The Restated Credit Agreement provides for a $25.0 million revolving credit facility (the “Restated Revolving Loan”) which matures on June 30, 2024, and a $275.0 million term credit facility (the “Restated Term Loan” and, together with the Restated Revolving Loan, the “Restated Credit Facility”), which matures on December 31, 2024. The Restated Credit Facility includes a $5.0 million swingline commitment and a $10.0 million letter of credit sub-limit. Loans under the Restated Term Loan bear interest at a rate equal to, at the Company’s option, either the Adjusted Eurodollar Rate for the interest period in effect for such borrowing plus an Applicable Rate of 6.25% per annum, or the Alternate Base Rate plus an Applicable Rate of 5.25% per annum. Loans under the Restated Revolving Loan bear interest at a rate equal to, at the Company’s option, the Adjusted Eurodollar Rate for the interest period in effect for such borrowing plus the Applicable Rate ranging from 6.25% to 6.0% per annum, based on
certain ratios. The interest rate was 7.25% for the three months ended September 30, 2020. The Company is also required to pay a commitment fee on the unused portion of the Restated Revolving Loan at a rate ranging from 0.5% to 0.375%, based on certain ratios. The Company is required to make mandatory prepayments of outstanding indebtedness under the Restated Credit Agreement under certain circumstances.

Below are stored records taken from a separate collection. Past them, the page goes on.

//! One material shared by a sphere, a plane and a torus, switchable between shading models.

use glam::{EulerRot, Vec3};

use crate::{
    abs::{CubeTexture, Texture, TextureOptions},
    assets::{AssetLoader, Fallback},
    debug::{Choice, ControlId, Panel, Slider, Toggle},
    lessons::{Lesson, LessonSwitch, lesson_camera},
    other::UpdateContext,
    render::Renderer,
    scene::{
        Geometry, Light, Maps, Material, MaterialId, NodeId, NodeKind, OrbitControls,
        PerspectiveCamera, Scene, Shading,
    },
    timing::Clock,
};

struct Controls {
    metalness: ControlId<Slider>,
    roughness: ControlId<Slider>,
    ao_intensity: ControlId<Slider>,
    displacement_scale: ControlId<Slider>,
    shading: ControlId<Choice>,
    rotate: ControlId<Toggle>,
}

pub struct Materials {
    scene: Scene,
    camera: PerspectiveCamera,
    orbit: OrbitControls,
    panel: Panel,
    controls: Controls,
    material: MaterialId,
    meshes: [NodeId; 3],
    clock: Clock,
    _textures: (Texture, Texture, CubeTexture),
}

/// Builds the three meshes around one material using `maps`.
fn build_scene(maps: Maps) -> (Scene, MaterialId, [NodeId; 3]) {
    let mut scene = Scene::new();
    let mut material = Material::standard(Vec3::ONE).with_maps(maps);
    material.metalness = 0.7;
    material.roughness = 0.2;
    let material = scene.add_material(material);

    let sphere = scene.add_geometry(Geometry::sphere(0.5, 64, 64));
    let plane = scene.add_geometry(Geometry::plane(1.0, 1.0, 100, 100));
    let torus = scene.add_geometry(Geometry::torus(0.3, 0.2, 16, 32));
    let meshes = [
        scene.add_mesh(None, "sphere", sphere, material),
        scene.add_mesh(None, "plane", plane, material),
        scene.add_mesh(None, "torus", torus, material),
    ];
    scene.transform_mut(meshes[0]).position.x = -1.5;
    scene.transform_mut(meshes[2]).position.x = 1.5;

    scene.add_light(None, "ambient", Light::ambient(Vec3::ONE, 0.5));
    let point = scene.add_light(None, "point", Light::point(Vec3::ONE, 0.5, 0.0));
    scene.transform_mut(point).position = Vec3::new(2.0, 3.0, 4.0);
    scene.add(None, "axes", NodeKind::AxesHelper { size: 3.0 });

    (scene, material, meshes)
}

fn build_panel() -> (Panel, Controls) {
    let mut panel = Panel::new();
    let shading_names = Shading::ALL.map(Shading::name);
    let standard = Shading::ALL
        .iter()
        .position(|&shading| shading == Shading::Standard)
        .unwrap_or_default();
    let controls = Controls {
        metalness: panel.slider("metalness", 0.7, 0.0, 1.0, 0.0001),
        roughness: panel.slider("roughness", 0.2, 0.0, 1.0, 0.0001),
        ao_intensity: panel.slider("ao intensity", 1.0, 0.0, 2.0, 0.0001),
        displacement_scale: panel.slider("displacement scale", 1.0, 0.0, 1.0, 0.0001),
        shading: panel.choice("shading", &shading_names, standard),
        rotate: panel.toggle("rotate", true),
    };
    (panel, controls)
}

impl Materials {
    pub fn new(loader: &AssetLoader, viewport: (u32, u32)) -> Result<Self, String> {
        let matcap = loader.texture(
            "textures/matcaps/1.png",
            TextureOptions::default(),
            Fallback::Noise {
                tint: [200, 190, 180],
                low: 0.4,
                high: 1.0,
                frequency: 0.02,
                seed: 1,
            },
        )?;
        let gradient = loader.texture(
            "textures/gradients/3.jpg",
            TextureOptions::nearest(),
            Fallback::Checker {
                a: [80, 80, 80, 255],
                b: [255, 255, 255, 255],
                cells: 2,
            },
        )?;
        let environment = loader.cube_texture("textures/environmentMaps/0", "jpg")?;

        let (scene, material, meshes) = build_scene(Maps {
            matcap: Some(matcap.handle()),
            gradient: Some(gradient.handle()),
            environment: Some(environment.handle()),
            ..Maps::default()
        });
        let (panel, controls) = build_panel();

        Ok(Self {
            scene,
            camera: lesson_camera(viewport, Vec3::new(0.0, 0.0, 3.0)),
            orbit: OrbitControls::new(Vec3::ZERO).with_damping(),
            panel,
            controls,
            material,
            meshes,
            clock: Clock::new(),
            _textures: (matcap, gradient, environment),
        })
    }

    pub fn boxed(loader: &AssetLoader, viewport: (u32, u32)) -> Result<Box<dyn Lesson>, String> {
        Ok(Box::new(Self::new(loader, viewport)?))
    }
}

/// Copies panel values onto the shared material and spins the meshes while rotation is on.
fn apply_panel(
    scene: &mut Scene,
    panel: &Panel,
    controls: &Controls,
    material: MaterialId,
    meshes: &[NodeId],
    time: f32,
) {
    let material = scene.material_mut(material);
    material.metalness = panel.value(controls.metalness);
    material.roughness = panel.value(controls.roughness);
    material.ao_intensity = panel.value(controls.ao_intensity);
    material.displacement_scale = panel.value(controls.displacement_scale);
    material.shading = Shading::ALL[panel.selected(controls.shading)];

    if panel.enabled(controls.rotate) {
        for &mesh in meshes {
            scene
                .transform_mut(mesh)
                .set_euler(EulerRot::XYZ, 0.15 * time, 0.1 * time, 0.0);
        }
    }
}

impl Lesson for Materials {
    fn name(&self) -> &'static str {
        "materials"
    }

    fn update(&mut self, ctx: &UpdateContext) -> LessonSwitch {
        self.panel.handle_keys(ctx.keyboard);
        self.clock.tick(ctx.delta_time);
        apply_panel(
            &mut self.scene,
            &self.panel,
            &self.controls,
            self.material,
            &self.meshes,
            self.clock.elapsed(),
        );
        self.orbit.handle_input(&self.camera, ctx);
        self.orbit.update(&mut self.camera);
        LessonSwitch::None
    }

    fn render(&mut self, renderer: &mut Renderer) -> Result<(), String> {
        renderer.render(&mut self.scene, &self.camera)
    }

    fn camera_mut(&mut self) -> &mut PerspectiveCamera {
        &mut self.camera
    }

    fn panel(&self) -> Option<&Panel> {
        Some(&self.panel)
    }
}

#[cfg(test)]
mod tests {
    use glam::Quat;

    use super::*;

    #[test]
    fn test_meshes_share_one_material() {
        let (scene, material, meshes) = build_scene(Maps::default());
        for mesh in meshes {
            let NodeKind::Mesh { material: used, .. } = scene.node(mesh).kind else {
                panic!("{} is not a mesh", scene.node(mesh).name);
            };
            assert_eq!(used, material);
        }
        assert_eq!(scene.node(meshes[0]).transform.position.x, -1.5);
        assert_eq!(scene.node(meshes[2]).transform.position.x, 1.5);
        let material = scene.material(material);
        assert_eq!(material.shading, Shading::Standard);
        assert_eq!((material.metalness, material.roughness), (0.7, 0.2));
    }

    #[test]
    fn test_panel_switches_shading_model() {
        let (mut scene, material, meshes) = build_scene(Maps::default());
        let (mut panel, controls) = build_panel();
        for _ in 0..4 {
            panel.focus_next();
        }
        panel.step_focused(1);
        apply_panel(&mut scene, &panel, &controls, material, &meshes, 0.0);
        assert_eq!(scene.material(material).shading, Shading::Basic);
        panel.step_focused(-2);
        apply_panel(&mut scene, &panel, &controls, material, &meshes, 0.0);
        assert_eq!(scene.material(material).shading, Shading::Toon);
    }

    #[test]
    fn test_rotation_follows_time_until_disabled() {
        let (mut scene, material, meshes) = build_scene(Maps::default());
        let (mut panel, controls) = build_panel();
        apply_panel(&mut scene, &panel, &controls, material, &meshes, 10.0);
        let expected = Quat::from_euler(EulerRot::XYZ, 1.5, 1.0, 0.0);
        assert!(scene.node(meshes[1]).transform.rotation.abs_diff_eq(expected, 1e-5));

        for _ in 0..5 {
            panel.focus_next();
        }
        panel.activate_focused();
        apply_panel(&mut scene, &panel, &controls, material, &meshes, 20.0);
        assert!(scene.node(meshes[1]).transform.rotation.abs_diff_eq(expected, 1e-5));
    }
}
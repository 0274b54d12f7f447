//! Module to work with OpenGL framebuffers.
//!
//! Only depth-only framebuffers are needed, as render targets for shadow maps.

use std::sync::Arc;

use glow::HasContext;

use crate::abs::Texture;

/// Represents an OpenGL framebuffer with a single depth attachment.
pub struct Framebuffer {
    gl: Arc<glow::Context>,
    fbo: glow::Framebuffer,
    depth_tex: Texture,
}

impl Framebuffer {
    /// Creates a square depth-only framebuffer of `size` texels.
    ///
    /// Samples outside the map read as depth 1.0 so that geometry beyond the shadow camera is
    /// lit.
    pub fn depth_only(gl: &Arc<glow::Context>, size: u32) -> Result<Self, String> {
        unsafe {
            let fbo = gl.create_framebuffer()?;
            gl.bind_framebuffer(glow::FRAMEBUFFER, Some(fbo));

            let tex = gl.create_texture()?;
            gl.bind_texture(glow::TEXTURE_2D, Some(tex));
            gl.tex_image_2d(
                glow::TEXTURE_2D,
                0,
                glow::DEPTH_COMPONENT24 as i32,
                size as i32,
                size as i32,
                0,
                glow::DEPTH_COMPONENT,
                glow::UNSIGNED_INT,
                glow::PixelUnpackData::Slice(None),
            );
            gl.tex_parameter_i32(glow::TEXTURE_2D, glow::TEXTURE_MIN_FILTER, glow::NEAREST as i32);
            gl.tex_parameter_i32(glow::TEXTURE_2D, glow::TEXTURE_MAG_FILTER, glow::NEAREST as i32);
            gl.tex_parameter_i32(
                glow::TEXTURE_2D,
                glow::TEXTURE_WRAP_S,
                glow::CLAMP_TO_BORDER as i32,
            );
            gl.tex_parameter_i32(
                glow::TEXTURE_2D,
                glow::TEXTURE_WRAP_T,
                glow::CLAMP_TO_BORDER as i32,
            );
            gl.tex_parameter_f32_slice(
                glow::TEXTURE_2D,
                glow::TEXTURE_BORDER_COLOR,
                &[1.0, 1.0, 1.0, 1.0],
            );
            gl.framebuffer_texture_2d(
                glow::FRAMEBUFFER,
                glow::DEPTH_ATTACHMENT,
                glow::TEXTURE_2D,
                Some(tex),
                0,
            );
            gl.draw_buffer(glow::NONE);
            gl.read_buffer(glow::NONE);
            gl.bind_texture(glow::TEXTURE_2D, None);

            let status = gl.check_framebuffer_status(glow::FRAMEBUFFER);
            gl.bind_framebuffer(glow::FRAMEBUFFER, None);

            let depth_tex = Texture {
                gl: Arc::clone(gl),
                id: tex,
                width: size,
                height: size,
            };

            if status != glow::FRAMEBUFFER_COMPLETE {
                gl.delete_framebuffer(fbo);
                return Err(format!("Framebuffer incomplete (status {status:#x})"));
            }

            Ok(Self {
                gl: Arc::clone(gl),
                fbo,
                depth_tex,
            })
        }
    }

    /// Binds the framebuffer for rendering.
    pub fn bind(&self) {
        unsafe {
            self.gl.bind_framebuffer(glow::FRAMEBUFFER, Some(self.fbo));
        }
    }

    /// Unbinds the framebuffer, reverting to the default framebuffer.
    pub fn unbind(gl: &glow::Context) {
        unsafe {
            gl.bind_framebuffer(glow::FRAMEBUFFER, None);
        }
    }

    /// Returns the depth texture of the framebuffer.
    pub fn depth_texture(&self) -> &Texture {
        &self.depth_tex
    }

    /// Returns the edge length of the depth texture in texels.
    pub fn size(&self) -> u32 {
        self.depth_tex.width()
    }
}

impl Drop for Framebuffer {
    fn drop(&mut self) {
        unsafe {
            self.gl.delete_framebuffer(self.fbo);
        }
    }
}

The obligations of AgroFresh Inc., a wholly-owned subsidiary of the Company and the borrower under the Restated Credit Facility, are initially guaranteed by the Company and the Company’s wholly-owned subsidiary, AF Solutions Holdings LLC (together with AgroFresh Inc. and the Company, the “Loan Parties”) and may in the future be guaranteed by certain other domestic subsidiaries of the Company. The obligations of the Loan Parties under the Credit Agreement and other loan documents are secured, subject to customary permitted liens and other agreed upon exceptions, by a perfected security interest in all tangible and intangible assets of the Loan Parties, except for certain excluded assets, and equity interests of certain foreign subsidiaries of the Loan Parties held by the Loan Parties (subject to certain exclusions and limitations).
The Refinancing was deemed a partial extinguishment of the Term Loan (as defined below) under ASC Topic No. 470-50, “Debt – Modifications and Extinguishments” (Topic No. 470), whereby $107.1 million of the $403.8 million outstanding at the time of the Refinancing was deemed an extinguishment and $296.7 million was deemed a modification of debt. As such, unamortized deferred issuance costs related to the extinguishment of $0.7 million were written off in debt modification and extinguishment expenses and the remaining $1.9 million was deferred and amortized over the term of the Restated Term Loan.
In connection with the Restated Term Loan, expenses incurred related to existing lenders of $4.4 million were recognized in debt modification and extinguishment expenses. Expenses to new lenders of $1.1 million were deferred and amortized over the term of the Restated Term Loan along with $6.4 million of lender fees and issue discounts.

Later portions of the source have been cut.